Literary Modernism
Modernism generally thought to
apply to the work of writers and artists who emerged about the time of WWI.
This historical element is important, as the horror and devastation of this
war caused thinkers to question any stable and meaningful, ordered existence.
Add to that the disorienting effect of such nineteenth century thinkers
as Darwin, Marx, Nietzsche, and Freud, and these artists are prepared for
upheaval.
First a brief overview of literary “periodization.
Enlightenment, also known as Age of Reason.
Around 1650 to the time of the French Revolution (1789). Primacy of logic,
of science, of "cogito, ergo sum.” Encyclopedia and dictionary
projects. World exploration, and the attendant world conquest, use of slave
labor to exploit natural resource and satisfy markets, etc. Artists at this
time able to balance faith in god with belief in scientific progress. Look
at Alexander Pope’s “An Essay on Man”
"All nature is but art, unknown to thee;
All chance, direction, which thou canst not see;
All discord, harmony not understood;
All partial evil, universal good.
And, spite of pride, in erring reason's spite,
One truth is clear, 'Whatever is, is right.'"
Or Sor Juna Ines de la Cruz, whose masterful “Reply” justifies
woman’s education and education in general as greater knowledge of
god’s creation.
Romanticism—French Revolution to
the end of 19th century (overlaps with others, like realism).
Greater importance of passion over logic.
Greater importance of the individual man over the collective body (the
fact that the individual now elects national leaders gives him a great
primacy).
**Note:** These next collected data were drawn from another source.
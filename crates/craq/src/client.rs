use std::net::SocketAddr;

use crate::Chains;
use wire::chain::{GetResponse, Request, SetResponse};

/// Client-side router for a replica chain: SETs go to the head, GETs
/// round-robin across every replica.
pub struct Client {
    chain: Vec<SocketAddr>,
    chains: Chains,
    cursor: std::sync::Mutex<usize>,
}

impl Client {
    /// `chain` is ordered head first, tail last.
    pub fn new(chain: Vec<SocketAddr>) -> Self {
        assert!(!chain.is_empty(), "a chain has at least one replica");
        Self {
            chain,
            chains: Chains::default(),
            cursor: std::sync::Mutex::new(0),
        }
    }

    /// Write `key`, returning the version the chain assigned.
    pub async fn set(&self, key: &str, val: &str) -> crate::Result<u64> {
        let request = Request::Set {
            key: key.to_string(),
            val: val.to_string(),
            ver: None,
        };
        let response: SetResponse = self.chains.request(self.chain[0], &request).await?;
        match (response.is_ok(), response.ver) {
            (true, Some(ver)) => Ok(ver),
            _ => Err(crate::Error::Status(response.status)),
        }
    }

    /// Read `key` from whichever replica the round-robin lands on.
    pub async fn get(&self, key: &str) -> crate::Result<String> {
        let request = Request::Get {
            key: key.to_string(),
        };
        let response: GetResponse = self.chains.request(self.pick(), &request).await?;
        match (response.is_ok(), response.val) {
            (true, Some(val)) => Ok(val),
            _ => Err(crate::Error::Status(response.status)),
        }
    }

    fn pick(&self) -> SocketAddr {
        let mut cursor = self.cursor.lock().unwrap();
        let replica = self.chain[*cursor % self.chain.len()];
        *cursor += 1;
        replica
    }
}
use async_trait::async_trait;
use awc::http::header;
use awc::{Client, Connector};
use bytes::Bytes;
use futures::{Stream, StreamExt};
use std::pin::Pin;

use crate::config::Config;
use crate::core::error::DownloadError;

/// 响应体字节流
pub type ByteStream = Pin<Box<dyn Stream<Item = Result<Bytes, DownloadError>>>>;

/// 一次请求的响应
pub struct FetchResponse {
    /// 服务器声明的长度，未声明时为 `None`
    pub content_length: Option<u64>,
    pub body: ByteStream,
}

/// 原始字节获取能力
///
/// awc 客户端不是 `Send` 的，所以实现只需在 actix arbiter 上运行。
#[async_trait(?Send)]
pub trait Fetcher {
    async fn fetch(&self, url: &url::Url) -> Result<FetchResponse, DownloadError>;
}

/// 基于 awc 的 HTTP 实现
pub struct AwcFetcher {
    client: Client,
}

impl AwcFetcher {
    pub fn new(config: &Config) -> Self {
        // 整体超时由任务自己控制，客户端只限制建立连接的时间
        let connector = Connector::new().timeout(config.connect_timeout_duration());
        let client = Client::builder()
            .connector(connector)
            .disable_timeout()
            .add_default_header((header::USER_AGENT, config.user_agent.clone()))
            .finish();
        Self { client }
    }
}

#[async_trait(?Send)]
impl Fetcher for AwcFetcher {
    async fn fetch(&self, url: &url::Url) -> Result<FetchResponse, DownloadError> {
        let response = self
            .client
            .get(url.as_str())
            .insert_header((header::ACCEPT_ENCODING, "identity"))
            .no_decompress()
            .send()
            .await
            .map_err(|e| DownloadError::FetchFailure(format!("{}: {}", url, e)))?;

        if !response.status().is_success() {
            return Err(DownloadError::ServerError(response.status().as_u16()));
        }

        let content_length = response
            .headers()
            .get(header::CONTENT_LENGTH)
            .and_then(|v| v.to_str().ok())
            .and_then(|s| s.parse::<u64>().ok());

        let body = response.map(|chunk| {
            chunk.map_err(|e| DownloadError::FetchFailure(format!("网络流错误: {}", e)))
        });

        Ok(FetchResponse {
            content_length,
            body: Box::pin(body),
        })
    }
}
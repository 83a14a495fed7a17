//! Core: 内容索引、下载任务、任务注册表、工作池以及管理器 actor

pub mod actor_manager;
pub mod cache;
pub mod error;
pub mod pool;
pub mod registry;
pub mod task;

// 只导出主流程和其它模块实际用到的类型
pub use actor_manager::{
    AwaitTask, CancelTaskById, CreateTask, DownloadManagerActor, FetchFile, FetchFileByUrl,
    FetchedFile, GetStats, ListCacheEntries, ListTasks, ManagerStats, QueryTaskStatusById,
    QueryTasksByUrl,
    RemoveByUrlOutcome, RemoveOutcome, RemoveTaskById, RemoveTasksByUrl, Shutdown, SubmitTask,
};
pub use cache::{CacheLayout, ContentIndex};
pub use error::{DownloadError, DownloadResult};
pub use task::{DownloadRecord, TaskStatus};
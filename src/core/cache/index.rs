use log::{debug, info, warn};
use serde::Serialize;
use std::collections::HashMap;
use std::fs;
use std::io;
use std::path::{Path, PathBuf};
use std::sync::{PoisonError, RwLock, RwLockReadGuard, RwLockWriteGuard};
use tokio::sync::Mutex;
use url::Url;

use super::{hash_file_blocking, is_hash_name, properties, CacheLayout};
use crate::core::error::{DownloadError, DownloadResult};

const INDEX_HEADER: &str = "Changed at";

/// 缓存命中的结果
#[derive(Debug, Clone, PartialEq, Eq)]
pub struct CacheEntry {
    pub hash: String,
    pub file: PathBuf,
    pub filename: Option<String>,
    pub size: u64,
}

/// 索引中的一条 URL 记录，用于列出缓存内容
#[derive(Debug, Clone, Serialize)]
pub struct IndexedUrl {
    pub url: Url,
    pub hash: String,
    pub filename: Option<String>,
}

#[derive(Debug, Default)]
struct IndexMaps {
    url_hashes: HashMap<Url, String>,
    url_filenames: HashMap<Url, String>,
    hash_files: HashMap<String, PathBuf>,
}

/// URL -> 哈希 -> 文件 的持久化索引
///
/// 启动时加载一次，之后增量维护。每次修改都由调用方（或者 `lookup`/`forget`/`remove_file`
/// 自身）写回磁盘，写盘过程由 `persist_lock` 串行化，并在 tokio 的阻塞线程池中执行。
/// 只有 `hash_files` 中登记过的文件才会被当作缓存命中。
#[derive(Debug)]
pub struct ContentIndex {
    layout: CacheLayout,
    verify_on_scan: bool,
    maps: RwLock<IndexMaps>,
    persist_lock: Mutex<()>,
}

impl ContentIndex {
    /// 创建目录、清理残留的临时文件并加载索引
    pub fn open(layout: CacheLayout, verify_on_scan: bool, clean_temp: bool) -> DownloadResult<Self> {
        layout.ensure_dirs()?;
        let index = Self {
            layout,
            verify_on_scan,
            maps: RwLock::new(IndexMaps::default()),
            persist_lock: Mutex::new(()),
        };
        if clean_temp {
            let removed = index.clean_temp_files()?;
            if removed > 0 {
                info!("已清理 {} 个残留的临时文件", removed);
            }
        }
        index.reload()?;
        Ok(index)
    }

    pub fn layout(&self) -> &CacheLayout {
        &self.layout
    }

    fn read(&self) -> RwLockReadGuard<'_, IndexMaps> {
        self.maps.read().unwrap_or_else(PoisonError::into_inner)
    }

    fn write(&self) -> RwLockWriteGuard<'_, IndexMaps> {
        self.maps.write().unwrap_or_else(PoisonError::into_inner)
    }

    pub fn has_hash_for(&self, url: &Url) -> bool {
        self.read().url_hashes.contains_key(url)
    }

    pub fn hash_for(&self, url: &Url) -> Option<String> {
        self.read().url_hashes.get(url).cloned()
    }

    pub fn set_hash_for(&self, url: Url, hash: String) {
        self.write().url_hashes.insert(url, hash);
    }

    pub fn remove_hash_for(&self, url: &Url) -> Option<String> {
        self.write().url_hashes.remove(url)
    }

    pub fn filename_for(&self, url: &Url) -> Option<String> {
        self.read().url_filenames.get(url).cloned()
    }

    pub fn set_filename_for(&self, url: Url, filename: String) {
        self.write().url_filenames.insert(url, filename);
    }

    pub fn remove_filename_for(&self, url: &Url) -> Option<String> {
        self.write().url_filenames.remove(url)
    }

    pub fn file_for_hash(&self, hash: &str) -> Option<PathBuf> {
        self.read().hash_files.get(hash).cloned()
    }

    pub fn set_file_for_hash(&self, hash: String, file: PathBuf) {
        self.write().hash_files.insert(hash, file);
    }

    pub fn remove_file_for_hash(&self, hash: &str) -> Option<PathBuf> {
        self.write().hash_files.remove(hash)
    }

    /// URL 尚未登记时写入哈希和文件名，已登记则保持不变（先写入者生效）
    pub fn register_if_absent(&self, url: &Url, hash: &str, filename: Option<&str>) -> bool {
        let mut maps = self.write();
        if maps.url_hashes.contains_key(url) {
            return false;
        }
        maps.url_hashes.insert(url.clone(), hash.to_string());
        match filename {
            Some(name) => {
                maps.url_filenames.insert(url.clone(), name.to_string());
            }
            None => {
                maps.url_filenames.remove(url);
            }
        }
        true
    }

    /// 缓存检查：URL 有哈希且 `hash_files` 中登记的文件存在时命中。
    /// 文件丢失或未登记时清除该 URL 的两项映射并写盘。
    pub async fn lookup(&self, url: &Url) -> Option<CacheEntry> {
        let (hash, filename, known_file) = {
            let maps = self.read();
            let hash = maps.url_hashes.get(url)?.clone();
            let known_file = maps.hash_files.get(&hash).cloned();
            (hash, maps.url_filenames.get(url).cloned(), known_file)
        };

        if let Some(file) = known_file {
            match tokio::fs::metadata(&file).await {
                Ok(meta) if meta.is_file() => {
                    return Some(CacheEntry {
                        hash,
                        file,
                        filename,
                        size: meta.len(),
                    });
                }
                _ => warn!("缓存文件已丢失, 清除索引: {} -> {}", url, file.display()),
            }
        } else {
            warn!("哈希没有对应的缓存文件, 清除索引: {} -> {}", url, hash);
        }

        let purged = {
            let mut maps = self.write();
            maps.hash_files.remove(&hash);
            if maps.url_hashes.get(url) == Some(&hash) {
                maps.url_hashes.remove(url);
                maps.url_filenames.remove(url);
                true
            } else {
                false
            }
        };
        if purged {
            self.persist_logged().await;
        }
        None
    }

    /// 清除 URL 的哈希与文件名映射并写盘
    pub async fn forget(&self, url: &Url) -> bool {
        let removed = {
            let mut maps = self.write();
            let hash = maps.url_hashes.remove(url).is_some();
            let name = maps.url_filenames.remove(url).is_some();
            hash || name
        };
        if removed {
            debug!("已清除索引: {}", url);
            self.persist_logged().await;
        }
        removed
    }

    /// 清除 URL 映射以及文件对应的哈希记录，删除文件并写盘。
    /// 返回文件是否存在并被删除。
    pub async fn remove_file(&self, url: &Url, file: &Path) -> bool {
        {
            let mut maps = self.write();
            maps.url_hashes.remove(url);
            maps.url_filenames.remove(url);
            if let Some(hash) = file.file_name().and_then(|n| n.to_str()) {
                if maps.hash_files.get(hash).map(|p| p.as_path()) == Some(file) {
                    maps.hash_files.remove(hash);
                }
            }
        }

        let deleted = match tokio::fs::remove_file(file).await {
            Ok(()) => true,
            Err(e) if e.kind() == io::ErrorKind::NotFound => false,
            Err(e) => {
                warn!("无法删除缓存文件 {}: {}", file.display(), e);
                false
            }
        };
        self.persist_logged().await;
        info!("已移除 {} ({}, 删除: {})", url, file.display(), deleted);
        deleted
    }

    /// 重新读取两个索引文件并扫描下载目录，完成后整体替换内存中的映射
    pub fn reload(&self) -> DownloadResult<()> {
        let url_hashes = self.load_url_map(&self.layout.url_hashes_file())?;
        let url_filenames = self.load_url_map(&self.layout.url_filenames_file())?;
        let hash_files = self.scan_downloads()?;

        debug!(
            "索引已加载: {} 个URL哈希, {} 个文件名, {} 个缓存文件",
            url_hashes.len(),
            url_filenames.len(),
            hash_files.len()
        );

        *self.write() = IndexMaps {
            url_hashes,
            url_filenames,
            hash_files,
        };
        Ok(())
    }

    fn load_url_map(&self, path: &Path) -> DownloadResult<HashMap<Url, String>> {
        let mut map = HashMap::new();
        let bytes = match fs::read(path) {
            Ok(bytes) => bytes,
            Err(e) if e.kind() == io::ErrorKind::NotFound => return Ok(map),
            Err(e) => return Err(e.into()),
        };
        let content = String::from_utf8_lossy(&bytes);
        let source = path.display().to_string();

        for (line, entry) in properties::parse(&source, &content) {
            let (key, value) = match entry {
                Ok(pair) => pair,
                Err(e) => {
                    warn!("跳过索引行: {}", e);
                    continue;
                }
            };
            match Url::parse(&key) {
                Ok(url) => {
                    map.insert(url, value);
                }
                Err(e) => {
                    let err = DownloadError::IndexCorruption {
                        file: source.clone(),
                        line,
                        reason: format!("无法解析URL {}: {}", key, e),
                    };
                    warn!("跳过索引行: {}", err);
                }
            }
        }
        Ok(map)
    }

    fn scan_downloads(&self) -> DownloadResult<HashMap<String, PathBuf>> {
        let mut files = HashMap::new();
        for entry in fs::read_dir(self.layout.downloads_dir())? {
            let entry = entry?;
            if !entry.file_type()?.is_file() {
                continue;
            }
            let name = match entry.file_name().into_string() {
                Ok(name) => name,
                Err(_) => continue,
            };
            if CacheLayout::is_temp_file_name(&name) {
                continue;
            }
            if !is_hash_name(&name) {
                debug!("忽略非缓存文件: {}", name);
                continue;
            }
            let path = entry.path();
            if self.verify_on_scan {
                match hash_file_blocking(&path) {
                    Ok(actual) if actual == name => {}
                    Ok(actual) => {
                        warn!("缓存文件内容与名称不符, 已忽略: {} (实际 {})", name, actual);
                        continue;
                    }
                    Err(e) => {
                        warn!("无法校验缓存文件 {}: {}", name, e);
                        continue;
                    }
                }
            }
            files.insert(name, path);
        }
        Ok(files)
    }

    /// 删除下载目录中的临时文件，返回删除的数量
    pub fn clean_temp_files(&self) -> DownloadResult<usize> {
        let mut removed = 0;
        for entry in fs::read_dir(self.layout.downloads_dir())? {
            let entry = entry?;
            let is_temp = entry
                .file_name()
                .to_str()
                .map(CacheLayout::is_temp_file_name)
                .unwrap_or(false);
            if !is_temp {
                continue;
            }
            match fs::remove_file(entry.path()) {
                Ok(()) => removed += 1,
                Err(e) => warn!("无法删除临时文件 {}: {}", entry.path().display(), e),
            }
        }
        Ok(removed)
    }

    /// 将两个 URL 映射写回磁盘，空映射会删除对应文件
    pub async fn persist(&self) -> DownloadResult<()> {
        let _guard = self.persist_lock.lock().await;
        let (hashes, filenames) = {
            let maps = self.read();
            let hashes: Vec<(String, String)> = maps
                .url_hashes
                .iter()
                .map(|(url, hash)| (url.to_string(), hash.clone()))
                .collect();
            let filenames: Vec<(String, String)> = maps
                .url_filenames
                .iter()
                .map(|(url, name)| (url.to_string(), name.clone()))
                .collect();
            (hashes, filenames)
        };

        let hashes_file = self.layout.url_hashes_file();
        let filenames_file = self.layout.url_filenames_file();
        tokio::task::spawn_blocking(move || {
            write_map(&hashes_file, hashes)?;
            write_map(&filenames_file, filenames)
        })
        .await
        .map_err(|e| DownloadError::Unknown(format!("索引写入任务异常: {}", e)))?
    }

    /// 写盘失败只记录日志，内存中的索引仍然有效，下次修改或关闭时会再次写盘
    pub async fn persist_logged(&self) {
        if let Err(e) = self.persist().await {
            warn!("索引写入失败: {}", e);
        }
    }

    pub fn len(&self) -> usize {
        self.read().url_hashes.len()
    }

    pub fn is_empty(&self) -> bool {
        self.read().url_hashes.is_empty()
    }

    pub fn file_count(&self) -> usize {
        self.read().hash_files.len()
    }

    /// 按 URL 排序的全部索引记录
    pub fn entries(&self) -> Vec<IndexedUrl> {
        let maps = self.read();
        let mut entries: Vec<IndexedUrl> = maps
            .url_hashes
            .iter()
            .map(|(url, hash)| IndexedUrl {
                url: url.clone(),
                hash: hash.clone(),
                filename: maps.url_filenames.get(url).cloned(),
            })
            .collect();
        entries.sort_by(|a, b| a.url.as_str().cmp(b.url.as_str()));
        entries
    }
}

fn write_map(path: &Path, entries: Vec<(String, String)>) -> DownloadResult<()> {
    if entries.is_empty() {
        return match fs::remove_file(path) {
            Ok(()) => Ok(()),
            Err(e) if e.kind() == io::ErrorKind::NotFound => Ok(()),
            Err(e) => Err(e.into()),
        };
    }

    let content = properties::render(entries, INDEX_HEADER);
    let file_name = path
        .file_name()
        .and_then(|n| n.to_str())
        .ok_or_else(|| DownloadError::InvalidConfig(format!("无效的索引路径: {}", path.display())))?;
    let tmp = path.with_file_name(format!("{}.tmp", file_name));
    fs::write(&tmp, content)?;
    fs::rename(&tmp, path)?;
    Ok(())
}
First modern autobiography written by Jean-Jacques Rousseau,
who also wrote The Social Contract, kind of the theoretical underpinning
of democracy. Elements of romanticism—that man and his feelings
are important, and these can be found reflected in and as a reflection
of nature. The pastoral and the sublime.
Realism. 1850- present. Art as a reflection
of nature—hold the mirror up. Dissatisfied with the idealism present
in romanticism—both in its nature descriptions and its use of exalted
heroes in poetry and fiction. Begin to get more common men and women in
literature. An offshoot of this is naturalism, which imposes an almost
scientific rigor on the human motives and actions and particularly the
descriptions of the human body (in naturalism it is often diseased and
decrepit) an nature (we see the horsepiles teeming with maggots in the
mirror held up to nature).
Now we get to modernism—it becomes
aware that this mirror held up to nature can only capture the surface.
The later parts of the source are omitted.